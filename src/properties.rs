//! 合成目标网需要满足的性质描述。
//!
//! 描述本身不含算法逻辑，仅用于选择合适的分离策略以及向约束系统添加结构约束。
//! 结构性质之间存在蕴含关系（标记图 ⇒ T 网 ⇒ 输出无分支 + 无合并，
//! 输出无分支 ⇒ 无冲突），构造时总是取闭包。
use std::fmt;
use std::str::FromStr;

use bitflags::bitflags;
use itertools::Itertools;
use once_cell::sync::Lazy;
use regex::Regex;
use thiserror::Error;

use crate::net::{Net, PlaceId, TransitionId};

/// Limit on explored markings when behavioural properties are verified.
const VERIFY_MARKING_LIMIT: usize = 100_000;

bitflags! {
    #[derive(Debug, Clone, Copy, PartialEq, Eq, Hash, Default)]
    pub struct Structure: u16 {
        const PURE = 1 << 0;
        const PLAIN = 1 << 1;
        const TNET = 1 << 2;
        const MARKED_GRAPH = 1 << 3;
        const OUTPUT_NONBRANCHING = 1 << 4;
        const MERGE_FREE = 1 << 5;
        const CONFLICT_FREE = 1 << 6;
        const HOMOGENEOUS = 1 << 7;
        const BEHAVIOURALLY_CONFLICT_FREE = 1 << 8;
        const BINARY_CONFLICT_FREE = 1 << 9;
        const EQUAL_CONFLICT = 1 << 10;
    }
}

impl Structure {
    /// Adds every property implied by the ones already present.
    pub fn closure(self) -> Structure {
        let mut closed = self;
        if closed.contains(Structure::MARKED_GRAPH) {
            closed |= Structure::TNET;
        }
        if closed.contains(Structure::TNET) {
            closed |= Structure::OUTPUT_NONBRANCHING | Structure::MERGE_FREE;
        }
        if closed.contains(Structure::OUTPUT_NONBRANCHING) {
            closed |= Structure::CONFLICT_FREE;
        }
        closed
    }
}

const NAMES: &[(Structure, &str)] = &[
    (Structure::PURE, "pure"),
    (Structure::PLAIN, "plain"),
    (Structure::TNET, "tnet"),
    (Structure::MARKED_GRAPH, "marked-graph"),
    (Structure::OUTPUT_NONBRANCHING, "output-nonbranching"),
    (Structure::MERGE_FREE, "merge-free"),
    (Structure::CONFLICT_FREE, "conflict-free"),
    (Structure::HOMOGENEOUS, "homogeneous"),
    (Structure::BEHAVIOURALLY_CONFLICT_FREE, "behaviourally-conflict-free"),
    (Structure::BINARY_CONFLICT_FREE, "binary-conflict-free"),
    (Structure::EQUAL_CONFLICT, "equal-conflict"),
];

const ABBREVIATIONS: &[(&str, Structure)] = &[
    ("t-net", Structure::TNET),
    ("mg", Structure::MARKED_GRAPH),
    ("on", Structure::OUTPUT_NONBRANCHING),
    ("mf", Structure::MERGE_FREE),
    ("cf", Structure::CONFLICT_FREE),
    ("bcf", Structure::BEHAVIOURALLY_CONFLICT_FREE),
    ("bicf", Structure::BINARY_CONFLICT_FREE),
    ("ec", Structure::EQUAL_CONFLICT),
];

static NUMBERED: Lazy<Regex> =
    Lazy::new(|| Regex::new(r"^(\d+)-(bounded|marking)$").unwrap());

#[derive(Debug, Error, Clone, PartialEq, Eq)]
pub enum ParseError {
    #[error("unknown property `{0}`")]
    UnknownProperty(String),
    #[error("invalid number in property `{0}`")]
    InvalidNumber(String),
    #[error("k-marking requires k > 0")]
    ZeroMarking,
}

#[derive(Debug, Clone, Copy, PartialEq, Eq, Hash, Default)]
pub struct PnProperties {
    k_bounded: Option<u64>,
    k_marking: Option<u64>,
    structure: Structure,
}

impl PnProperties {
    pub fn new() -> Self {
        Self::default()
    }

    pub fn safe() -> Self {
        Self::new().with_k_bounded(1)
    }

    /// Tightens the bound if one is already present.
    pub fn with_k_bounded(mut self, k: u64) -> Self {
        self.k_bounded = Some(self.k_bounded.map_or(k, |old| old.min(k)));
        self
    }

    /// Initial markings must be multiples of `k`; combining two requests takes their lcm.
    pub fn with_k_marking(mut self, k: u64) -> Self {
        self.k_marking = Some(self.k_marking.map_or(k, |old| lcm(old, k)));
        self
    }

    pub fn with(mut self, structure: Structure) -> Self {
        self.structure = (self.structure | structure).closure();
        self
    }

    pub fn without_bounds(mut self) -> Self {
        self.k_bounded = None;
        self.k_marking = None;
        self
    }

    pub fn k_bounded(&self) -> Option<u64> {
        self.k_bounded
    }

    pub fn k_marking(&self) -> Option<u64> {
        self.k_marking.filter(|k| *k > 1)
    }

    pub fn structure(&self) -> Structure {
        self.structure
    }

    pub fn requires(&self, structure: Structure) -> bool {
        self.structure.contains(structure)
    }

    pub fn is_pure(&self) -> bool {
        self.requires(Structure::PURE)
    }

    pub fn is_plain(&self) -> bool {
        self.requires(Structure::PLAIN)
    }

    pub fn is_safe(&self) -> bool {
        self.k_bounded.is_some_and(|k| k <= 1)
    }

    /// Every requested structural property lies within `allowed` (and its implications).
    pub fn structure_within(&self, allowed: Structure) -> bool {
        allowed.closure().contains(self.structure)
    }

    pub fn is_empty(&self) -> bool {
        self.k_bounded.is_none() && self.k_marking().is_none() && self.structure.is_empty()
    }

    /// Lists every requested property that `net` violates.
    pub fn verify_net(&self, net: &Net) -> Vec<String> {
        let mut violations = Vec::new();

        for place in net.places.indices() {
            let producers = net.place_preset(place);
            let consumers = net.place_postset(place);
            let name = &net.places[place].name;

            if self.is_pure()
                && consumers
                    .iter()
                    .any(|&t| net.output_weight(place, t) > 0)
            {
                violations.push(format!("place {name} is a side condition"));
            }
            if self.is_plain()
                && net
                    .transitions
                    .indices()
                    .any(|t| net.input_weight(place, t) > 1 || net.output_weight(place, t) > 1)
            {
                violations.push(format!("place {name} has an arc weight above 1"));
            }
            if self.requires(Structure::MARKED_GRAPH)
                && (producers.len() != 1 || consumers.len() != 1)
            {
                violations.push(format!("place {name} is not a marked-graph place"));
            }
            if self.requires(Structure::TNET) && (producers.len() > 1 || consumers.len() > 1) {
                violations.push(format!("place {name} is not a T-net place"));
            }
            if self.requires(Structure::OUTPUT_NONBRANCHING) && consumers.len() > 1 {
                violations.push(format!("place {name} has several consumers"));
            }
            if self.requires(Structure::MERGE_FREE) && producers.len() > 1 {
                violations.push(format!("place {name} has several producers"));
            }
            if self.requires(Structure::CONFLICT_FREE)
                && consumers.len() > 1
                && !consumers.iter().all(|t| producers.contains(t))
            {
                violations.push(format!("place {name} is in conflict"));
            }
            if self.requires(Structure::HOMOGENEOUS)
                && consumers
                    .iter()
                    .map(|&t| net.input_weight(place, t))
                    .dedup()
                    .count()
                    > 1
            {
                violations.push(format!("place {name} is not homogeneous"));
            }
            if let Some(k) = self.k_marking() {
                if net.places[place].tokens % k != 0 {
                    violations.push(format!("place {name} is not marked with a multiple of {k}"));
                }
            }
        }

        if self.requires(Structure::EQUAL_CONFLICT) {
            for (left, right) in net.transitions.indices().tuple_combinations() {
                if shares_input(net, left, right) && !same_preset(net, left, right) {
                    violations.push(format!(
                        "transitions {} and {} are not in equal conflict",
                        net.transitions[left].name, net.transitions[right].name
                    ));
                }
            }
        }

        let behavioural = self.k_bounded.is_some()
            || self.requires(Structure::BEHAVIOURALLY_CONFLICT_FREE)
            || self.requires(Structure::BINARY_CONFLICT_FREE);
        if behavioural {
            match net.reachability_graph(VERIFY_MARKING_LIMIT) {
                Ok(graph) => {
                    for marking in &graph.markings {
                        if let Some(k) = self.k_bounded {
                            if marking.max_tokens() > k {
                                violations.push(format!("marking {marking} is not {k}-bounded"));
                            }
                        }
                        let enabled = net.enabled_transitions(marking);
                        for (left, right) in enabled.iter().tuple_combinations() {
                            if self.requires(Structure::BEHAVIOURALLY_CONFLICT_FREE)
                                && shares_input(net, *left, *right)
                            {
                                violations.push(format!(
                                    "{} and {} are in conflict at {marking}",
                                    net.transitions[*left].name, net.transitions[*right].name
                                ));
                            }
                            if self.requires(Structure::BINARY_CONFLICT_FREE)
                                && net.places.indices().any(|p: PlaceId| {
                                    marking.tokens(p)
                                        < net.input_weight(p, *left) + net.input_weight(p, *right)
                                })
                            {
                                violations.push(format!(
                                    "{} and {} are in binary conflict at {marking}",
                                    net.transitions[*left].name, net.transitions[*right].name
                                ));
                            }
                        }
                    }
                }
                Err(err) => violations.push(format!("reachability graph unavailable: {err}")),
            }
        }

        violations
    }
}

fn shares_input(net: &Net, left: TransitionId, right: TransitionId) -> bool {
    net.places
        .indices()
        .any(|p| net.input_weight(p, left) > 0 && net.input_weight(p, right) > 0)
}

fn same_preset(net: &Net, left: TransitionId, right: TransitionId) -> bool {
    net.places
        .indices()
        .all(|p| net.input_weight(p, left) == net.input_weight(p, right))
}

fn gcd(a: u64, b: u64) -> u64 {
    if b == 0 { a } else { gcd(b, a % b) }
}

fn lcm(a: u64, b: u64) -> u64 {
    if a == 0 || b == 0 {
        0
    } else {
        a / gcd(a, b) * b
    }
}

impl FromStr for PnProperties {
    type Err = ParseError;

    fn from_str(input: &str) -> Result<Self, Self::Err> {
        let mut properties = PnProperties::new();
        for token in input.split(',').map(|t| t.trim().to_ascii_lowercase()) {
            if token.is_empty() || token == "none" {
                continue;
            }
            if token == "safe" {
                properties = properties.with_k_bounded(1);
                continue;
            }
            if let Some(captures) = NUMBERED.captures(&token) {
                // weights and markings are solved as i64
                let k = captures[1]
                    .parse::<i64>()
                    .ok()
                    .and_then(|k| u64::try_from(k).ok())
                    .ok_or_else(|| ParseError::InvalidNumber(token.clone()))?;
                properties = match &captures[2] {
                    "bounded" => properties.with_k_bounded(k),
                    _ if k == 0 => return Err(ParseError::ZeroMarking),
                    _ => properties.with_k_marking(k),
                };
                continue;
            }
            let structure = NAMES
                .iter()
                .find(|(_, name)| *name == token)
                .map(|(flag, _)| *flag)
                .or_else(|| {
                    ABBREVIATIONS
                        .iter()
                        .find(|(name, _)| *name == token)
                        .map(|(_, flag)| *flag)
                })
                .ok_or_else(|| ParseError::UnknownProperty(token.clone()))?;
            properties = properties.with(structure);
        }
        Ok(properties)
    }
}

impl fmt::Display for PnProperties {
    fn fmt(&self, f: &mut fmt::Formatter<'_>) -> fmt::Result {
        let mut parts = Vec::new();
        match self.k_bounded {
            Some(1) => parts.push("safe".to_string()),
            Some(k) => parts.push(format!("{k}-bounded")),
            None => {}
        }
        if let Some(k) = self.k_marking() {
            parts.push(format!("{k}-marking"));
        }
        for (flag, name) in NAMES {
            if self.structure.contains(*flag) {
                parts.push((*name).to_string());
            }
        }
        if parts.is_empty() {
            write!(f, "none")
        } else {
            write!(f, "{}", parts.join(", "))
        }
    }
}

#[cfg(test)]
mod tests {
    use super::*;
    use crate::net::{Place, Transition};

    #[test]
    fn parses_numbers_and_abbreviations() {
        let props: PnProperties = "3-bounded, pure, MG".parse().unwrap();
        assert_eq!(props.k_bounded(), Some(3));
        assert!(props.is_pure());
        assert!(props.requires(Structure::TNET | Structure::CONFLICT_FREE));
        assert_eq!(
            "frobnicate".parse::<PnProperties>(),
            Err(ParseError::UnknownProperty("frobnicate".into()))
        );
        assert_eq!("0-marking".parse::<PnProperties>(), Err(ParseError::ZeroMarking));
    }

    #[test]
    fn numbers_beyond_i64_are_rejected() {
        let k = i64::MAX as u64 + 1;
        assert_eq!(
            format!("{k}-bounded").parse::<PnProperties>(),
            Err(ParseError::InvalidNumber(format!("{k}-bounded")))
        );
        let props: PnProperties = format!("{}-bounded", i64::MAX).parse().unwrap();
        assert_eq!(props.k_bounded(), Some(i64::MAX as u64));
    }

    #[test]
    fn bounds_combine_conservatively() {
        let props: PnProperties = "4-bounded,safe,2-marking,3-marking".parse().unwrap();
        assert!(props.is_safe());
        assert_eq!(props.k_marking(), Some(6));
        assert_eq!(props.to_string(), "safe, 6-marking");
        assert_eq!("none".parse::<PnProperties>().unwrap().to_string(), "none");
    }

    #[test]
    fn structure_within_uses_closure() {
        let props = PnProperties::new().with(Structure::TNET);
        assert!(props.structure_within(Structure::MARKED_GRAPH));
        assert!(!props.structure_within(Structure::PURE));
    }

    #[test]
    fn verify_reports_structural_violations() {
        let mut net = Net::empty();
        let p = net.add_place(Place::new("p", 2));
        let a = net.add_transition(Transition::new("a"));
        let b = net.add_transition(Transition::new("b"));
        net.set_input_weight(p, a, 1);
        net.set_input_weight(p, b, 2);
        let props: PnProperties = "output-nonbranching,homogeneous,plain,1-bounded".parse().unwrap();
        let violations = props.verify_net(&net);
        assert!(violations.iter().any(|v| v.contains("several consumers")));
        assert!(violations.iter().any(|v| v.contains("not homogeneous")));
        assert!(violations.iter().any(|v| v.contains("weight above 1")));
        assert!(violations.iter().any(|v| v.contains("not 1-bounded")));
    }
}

__ABOUT THIS EXERCISE__:
Scan the data above for the string "Result". Copy every line in which it appears.

__OUTPUT__:
    fn from_str(input: &str) -> Result<Self, Self::Err> {
    fn fmt(&self, f: &mut fmt::Formatter<'_>) -> fmt::Result {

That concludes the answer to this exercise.